Many investors have given up on the idea that gold merits consideration in their portfolios due to years of depreciation in the dollar price of the yellow metal. For one thing, the SPDR Gold Trust (GLD) is still reeling from 35% bear market losses since the heyday of 2011’s euro-zone crisis. Similarly, sharp increases in the value of GLD shares at the start of 2014 and 2015 were both met with vicious selling pressure and, eventually, more declines.
Perhaps ironically, investors who lack trust in European banks have not given up on gold entirely. In fact, over the last six months, gold denominated in euros has catapulted nearly 16%. Investors interested in capturing the uptrend that began with the official announcement of European quantitative easing (QE) may want to look at the AdvisorShares Gartman Gold/Euro ETF (GEUR). Note: The average daily dollar volume of $550,000 may be a turn-off for more active traders.
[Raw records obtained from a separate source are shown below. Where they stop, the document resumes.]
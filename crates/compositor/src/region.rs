//! A single grid cell: one image source and how to paint it.

use std::fmt;
use std::sync::Arc;

use image::RgbaImage;

use crate::context::DrawContext;
use crate::surface::RasterSurface;

/// Stable identity of a region for its whole lifetime, independent of its
/// current position in the grid.
#[derive(Debug, Clone, Copy, PartialEq, Eq, Hash, PartialOrd, Ord)]
pub struct RegionId(u64);

impl RegionId {
    pub fn new(raw: u64) -> Self {
        Self(raw)
    }

    pub fn raw(self) -> u64 {
        self.0
    }
}

impl fmt::Display for RegionId {
    fn fmt(&self, f: &mut fmt::Formatter<'_>) -> fmt::Result {
        write!(f, "region-{}", self.0)
    }
}

/// Callback fired once a region's current source has loaded.
pub type LoadHandler = Arc<dyn Fn(RegionId) + Send + Sync>;

/// Load progress of the current source.
#[derive(Debug, Clone, PartialEq, Eq)]
pub enum LoadState {
    /// No source assigned yet.
    Empty,
    /// Source assigned, fetch/decode in flight.
    Pending,
    Loaded,
    Failed(String),
}

pub struct Region {
    id: RegionId,
    source: Option<String>,
    generation: u64,
    state: LoadState,
    image: Option<RgbaImage>,
    handler: Option<LoadHandler>,
}

impl Region {
    pub fn new(id: RegionId) -> Self {
        Self {
            id,
            source: None,
            generation: 0,
            state: LoadState::Empty,
            image: None,
            handler: None,
        }
    }

    pub fn id(&self) -> RegionId {
        self.id
    }

    pub fn source(&self) -> Option<&str> {
        self.source.as_deref()
    }

    /// Incremented on every [`Region::set_source`]; completions carry the
    /// generation they were started for.
    pub fn generation(&self) -> u64 {
        self.generation
    }

    pub fn state(&self) -> &LoadState {
        &self.state
    }

    pub fn is_loaded(&self) -> bool {
        self.state == LoadState::Loaded
    }

    /// Not waiting on a load.
    pub fn is_settled(&self) -> bool {
        self.state != LoadState::Pending
    }

    pub fn image(&self) -> Option<&RgbaImage> {
        self.image.as_ref()
    }

    /// Assign a new source. The previous image is dropped and the region
    /// reads as not loaded until the matching completion arrives.
    pub fn set_source(&mut self, source: impl Into<String>) -> u64 {
        self.source = Some(source.into());
        self.generation += 1;
        self.state = LoadState::Pending;
        self.image = None;
        self.generation
    }

    /// Attach the load callback, replacing (and returning) any previous one.
    pub fn register_load_handler(&mut self, handler: LoadHandler) -> Option<LoadHandler> {
        self.handler.replace(handler)
    }

    pub fn unregister_load_handler(&mut self) -> Option<LoadHandler> {
        self.handler.take()
    }

    pub fn has_load_handler(&self) -> bool {
        self.handler.is_some()
    }

    /// Record the outcome of loading source `generation`.
    ///
    /// Returns `false` and changes nothing when the completion is for a
    /// superseded source or the current one already completed. A successful
    /// load fires the registered handler exactly once.
    pub fn complete_load(&mut self, generation: u64, result: Result<RgbaImage, String>) -> bool {
        if generation != self.generation || self.state != LoadState::Pending {
            tracing::trace!(
                region = %self.id,
                generation,
                current = self.generation,
                "Ignoring stale load completion"
            );
            return false;
        }

        match result {
            Ok(image) => {
                self.image = Some(image);
                self.state = LoadState::Loaded;
                if let Some(handler) = &self.handler {
                    handler(self.id);
                }
            }
            Err(message) => {
                self.state = LoadState::Failed(message);
            }
        }
        true
    }

    /// Paint into the context's bound rectangle, scaled to `width` x `height`.
    /// Until the source has loaded the cell is cleared to the background
    /// instead.
    pub fn draw<S: RasterSurface + ?Sized>(
        &self,
        ctx: &mut DrawContext<'_, S>,
        width: f64,
        height: f64,
    ) {
        ctx.clear();
        if let (LoadState::Loaded, Some(image)) = (&self.state, &self.image) {
            ctx.draw_image_sized(image, width, height);
        }
    }
}

impl fmt::Debug for Region {
    fn fmt(&self, f: &mut fmt::Formatter<'_>) -> fmt::Result {
        f.debug_struct("Region")
            .field("id", &self.id)
            .field("source", &self.source)
            .field("generation", &self.generation)
            .field("state", &self.state)
            .field("has_load_handler", &self.handler.is_some())
            .finish()
    }
}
Yet before one gives up entirely on the prospect of owning gold in dollars via GLD, consider what negative bond yields in Europe are communicating. The markets, albeit manipulated by central bank intervention, guarantee that you will lose money by holding 5-year German or 5-year Swiss government bonds to maturity. The yields are -0.15% and -0.45% respectively. On the other hand, holding an instrument with a negligible loss might be a viable method for avoiding a fragile banking system.